Radiofrequency energy, produced by a special generator, has also been utilized by Linchevskyy et al. [18] in the treatment of patients with pneumothorax, but obtaining as a result, despite a lower operating temperature (∼65°C), a higher rate of recurrence, probably due to a lack of continuous irrigation with saline solution during coagulation.

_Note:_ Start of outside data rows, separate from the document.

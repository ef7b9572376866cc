// Cricket XI selection: composite player scoring and constrained lineup picking.

pub mod player;
pub mod sample;
pub mod scoring;
pub mod selection;
pub mod team;
pub mod validation;

pub use player::{Overseas, Player, Role, ScoredPlayer};
pub use selection::{
    select_default, select_lineup, RoleBounds, RoleShortfall, RulesError, SelectionResult,
    SelectionRules, TeamFormat,
};
// Player entry validation.
//
// A `PlayerDraft` is what a form or import row provides before it becomes a
// `Player`. Which fields are required depends on the role: bowling numbers are
// mandatory for Bowlers and All-Rounders and discarded for everyone else.

use thiserror::Error;
use tracing::debug;

use crate::player::{Overseas, Player, Role};

/// Minimum trimmed length of a player name.
pub const MIN_NAME_LEN: usize = 2;

#[derive(Debug, Clone, PartialEq, Error)]
pub enum ValidationError {
    #[error("name must be at least 2 characters, got {name:?}")]
    NameTooShort { name: String },

    #[error("role is required")]
    MissingRole,

    #[error("`{field}` is required for a {role}")]
    MissingField { field: &'static str, role: Role },

    #[error("`{field}` must be 0 or greater, got {value}")]
    Negative { field: &'static str, value: f64 },

    #[error("`{field}` must be a finite number, got {value}")]
    NotFinite { field: &'static str, value: f64 },
}

/// Unvalidated player input.
#[derive(Debug, Clone, PartialEq, Default)]
pub struct PlayerDraft {
    pub name: String,
    pub team: Option<String>,
    pub role: Option<Role>,
    pub overseas: Overseas,
    pub batting_average: Option<f64>,
    pub strike_rate: Option<f64>,
    pub bowling_economy: Option<f64>,
    pub wickets: Option<f64>,
    pub catches: Option<f64>,
}

impl PlayerDraft {
    /// A blank draft for the given role, mirroring an empty entry form.
    pub fn new(name: impl Into<String>, role: Role) -> Self {
        PlayerDraft {
            name: name.into(),
            role: Some(role),
            ..Default::default()
        }
    }

    /// Validate and convert into a `Player` with the given id.
    pub fn into_player(self, id: u32) -> Result<Player, ValidationError> {
        let name = self.name.trim().to_string();
        if name.chars().count() < MIN_NAME_LEN {
            return Err(ValidationError::NameTooShort { name });
        }

        let role = self.role.ok_or(ValidationError::MissingRole)?;

        let batting_average = non_negative("battingAverage", self.batting_average)?.unwrap_or(0.0);
        let strike_rate = non_negative("strikeRate", self.strike_rate)?.unwrap_or(0.0);
        let catches = non_negative("catches", self.catches)?.map_or(0, to_count);
        let bowling_economy = non_negative("bowlingEconomy", self.bowling_economy)?;
        let wickets = non_negative("wickets", self.wickets)?;

        let (bowling_economy, wickets) = if role.bowls() {
            let economy = bowling_economy.ok_or(ValidationError::MissingField {
                field: "bowlingEconomy",
                role,
            })?;
            let wickets = wickets.ok_or(ValidationError::MissingField {
                field: "wickets",
                role,
            })?;
            (Some(economy), Some(to_count(wickets)))
        } else {
            if bowling_economy.is_some() || wickets.is_some() {
                debug!("dropping bowling stats for {} ({})", name, role);
            }
            (None, None)
        };

        Ok(Player {
            id,
            name,
            team: self.team.filter(|t| !t.trim().is_empty()),
            role,
            overseas: self.overseas,
            batting_average,
            strike_rate,
            bowling_economy,
            wickets,
            catches,
        })
    }
}

fn non_negative(field: &'static str, value: Option<f64>) -> Result<Option<f64>, ValidationError> {
    match value {
        None => Ok(None),
        Some(v) if !v.is_finite() => Err(ValidationError::NotFinite { field, value: v }),
        Some(v) if v < 0.0 => Err(ValidationError::Negative { field, value: v }),
        Some(v) => Ok(Some(v)),
    }
}

/// Counting stats arrive as reals from forms and CSVs.
fn to_count(value: f64) -> u32 {
    value.round().min(f64::from(u32::MAX)) as u32
}

// ---------------------------------------------------------------------------
// Tests
// ---------------------------------------------------------------------------
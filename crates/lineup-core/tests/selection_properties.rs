// Invariants of the selector checked over many generated squads.

use std::collections::HashSet;

use lineup_core::sample::sample_players;
use lineup_core::scoring::{
    batting_component, bowling_component, composite_score, round2,
};
use lineup_core::{
    select_default, select_lineup, Overseas, Player, Role, SelectionRules, TeamFormat,
};

// ===========================================================================
// Test helpers
// ===========================================================================

fn approx_eq(a: f64, b: f64, epsilon: f64) -> bool {
    (a - b).abs() < epsilon
}

/// Small deterministic generator so squads are reproducible without extra crates.
struct Lcg(u64);

impl Lcg {
    fn next(&mut self) -> u64 {
        self.0 = self
            .0
            .wrapping_mul(6364136223846793005)
            .wrapping_add(1442695040888963407);
        self.0 >> 33
    }

    fn below(&mut self, n: u64) -> u64 {
        self.next() % n
    }

    fn real(&mut self, max: f64) -> f64 {
        (self.below(10_000) as f64 / 10_000.0) * max
    }
}

fn generated_squad(seed: u64, size: usize) -> Vec<Player> {
    let mut rng = Lcg(seed);
    (0..size)
        .map(|i| {
            let role = Role::ALL[rng.below(4) as usize];
            let overseas = if rng.below(3) == 0 {
                Overseas::Yes
            } else {
                Overseas::No
            };
            let bowls = role.bowls();
            Player {
                id: i as u32 + 1,
                name: format!("Player {}", i + 1),
                team: None,
                role,
                overseas,
                batting_average: rng.real(55.0),
                strike_rate: rng.real(180.0),
                bowling_economy: bowls.then(|| 5.0 + rng.real(6.0)),
                wickets: bowls.then(|| rng.below(200) as u32),
                catches: rng.below(150) as u32,
            }
        })
        .collect()
}

fn check_invariants(squad: &[Player], rules: &SelectionRules) {
    let result = select_lineup(squad, rules);

    assert!(result.len() <= rules.team_size);

    let input_ids: HashSet<u32> = squad.iter().map(|p| p.id).collect();
    let mut seen = HashSet::new();
    for p in &result.selected_players {
        assert!(seen.insert(p.id()), "id {} selected twice", p.id());
        assert!(input_ids.contains(&p.id()), "id {} not in squad", p.id());
        assert_eq!(p.composite_score, composite_score(&p.player));
    }

    if let Some(cap) = rules.max_overseas {
        assert!(result.overseas_count() <= cap);
    }
    for role in Role::ALL {
        assert!(result.role_count(role) <= rules.bounds(role).max);
    }

    let sum: f64 = result.selected_players.iter().map(|p| p.composite_score).sum();
    assert!(approx_eq(result.total_score, round2(sum), 1e-9));

    // A squad with at least a full team of every role always fills the team.
    let every_role_deep = Role::ALL.iter().all(|&role| {
        squad.iter().filter(|p| p.role == role && !p.is_overseas()).count() >= rules.team_size
    });
    if every_role_deep {
        assert_eq!(result.len(), rules.team_size);
    }
}

// ===========================================================================
// Properties
// ===========================================================================

#[test]
fn invariants_hold_for_generated_squads() {
    let rules = SelectionRules::default();
    for seed in 0..200u64 {
        let size = (seed % 40) as usize;
        check_invariants(&generated_squad(seed, size), &rules);
    }
}

#[test]
fn invariants_hold_without_overseas_cap() {
    let rules = SelectionRules::for_format(TeamFormat::Normal);
    for seed in 1_000..1_100u64 {
        check_invariants(&generated_squad(seed, 30), &rules);
    }
}

#[test]
fn large_squads_fill_the_team() {
    let rules = SelectionRules::default();
    for seed in 5_000..5_020u64 {
        let squad = generated_squad(seed, 200);
        check_invariants(&squad, &rules);
        assert_eq!(select_lineup(&squad, &rules).len(), 11);
    }
}

#[test]
fn selection_is_deterministic() {
    let squad = generated_squad(42, 35);
    let first = select_default(&squad);
    let second = select_default(&squad);
    assert_eq!(first, second);
}

#[test]
fn scores_are_idempotent_and_all_rounders_average() {
    for player in generated_squad(7, 100) {
        assert_eq!(composite_score(&player), composite_score(&player));
        if player.role == Role::AllRounder {
            let mean = (batting_component(&player) + bowling_component(&player)) / 2.0;
            assert_eq!(composite_score(&player), round2(mean));
        }
    }
}

// ===========================================================================
// Scenarios
// ===========================================================================

#[test]
fn sample_squad_scenario() {
    let squad = sample_players();
    let result = select_default(&squad);

    assert_eq!(result.len(), 5);
    assert_eq!(result.overseas_count(), 3);
    let expected: f64 = squad.iter().map(composite_score).sum();
    assert!(approx_eq(result.total_score, round2(expected), 1e-9));
    // 78.87 + 89.86 + 85.60 + 71.97 + 86.34
    assert!(approx_eq(result.total_score, 412.64, 1e-9));
}

#[test]
fn empty_squad_scenario() {
    let result = select_default(&[]);
    assert!(result.selected_players.is_empty());
    assert_eq!(result.total_score, 0.0);
}

#[test]
fn six_overseas_batsmen_scenario() {
    let mut squad = Vec::new();
    let mut id = 0;
    let mut push = |role: Role, overseas: Overseas, avg: f64, wickets: Option<u32>| {
        id += 1;
        squad.push(Player {
            id,
            name: format!("Player {id}"),
            team: None,
            role,
            overseas,
            batting_average: avg,
            strike_rate: 100.0,
            bowling_economy: wickets.map(|_| 7.0),
            wickets,
            catches: 10,
        });
    };

    // Six overseas batsmen, comfortably the best in the squad.
    for i in 0..6 {
        push(Role::Batsman, Overseas::Yes, 90.0 - i as f64, None);
    }
    for i in 0..3 {
        push(Role::Batsman, Overseas::No, 20.0 + i as f64, None);
    }
    for i in 0..5 {
        push(Role::Bowler, Overseas::No, 5.0, Some(30 + i));
    }
    for i in 0..3 {
        push(Role::AllRounder, Overseas::No, 20.0, Some(10 + i));
    }
    for i in 0..3 {
        push(Role::WicketKeeper, Overseas::No, 25.0 + i as f64, None);
    }
    assert_eq!(squad.len(), 20);

    let result = select_default(&squad);
    assert_eq!(result.len(), 11);
    assert_eq!(result.overseas_count(), 4);
    let overseas_batsmen = result
        .selected_players
        .iter()
        .filter(|p| p.role() == Role::Batsman && p.is_overseas())
        .count();
    assert_eq!(overseas_batsmen, 4);
    assert!(result.role_count(Role::Batsman) <= 6);
}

The endoscopic instrument represented by the Floating Ball device requires only two small surgical incisions, having tiny diameters, and was a reason for our patients experiencing only minor pain in the days following the operation. This device, in addition, is extremely flexible, enabling surgeons to arrive at any area of the pulmonary parenchyma to perform bullae coagulation, as well as, by blocking saline solution perfusion, to easily carry out pleurodesis through electrocoagulation of the first eight costal arches. Moreover, owing to its facility of use, it makes it possible to perform the surgical procedure with spontaneous breathing laryngeal mask anaesthesia or under awake epidural anaesthesia [10, 19].
This study has several weaknesses, the most significant of which are the absence of a comparative group and randomization. Despite that, it seems to confirm that the technique using the EndoFB system is easy, quick and safe to perform during thoracoscopy, representing a possible alternative to pulmonary resection by conventional endostapler for the treatment of spontaneous pneumothorax. The advantages of each of these techniques must be weighed, although those of the former over the latter seem to include the following: (i) a lower level of invasiveness of the procedure, which can also be more quickly performed; (ii) a greater ease of surgical manipulation of the devices; (iii) does not involve the introduction of foreign bodies and (iv) is potentially a source of cost saving (especially in cases of multiple blebs and bullae where several staple cartridges would have to be used in the endostapler treatment).
Further experience by other surgeons in other centres and, above all, randomized controlled trials should certainly be appropriate in order to better assess its effectiveness and utility.
Conflict of interest: none declared.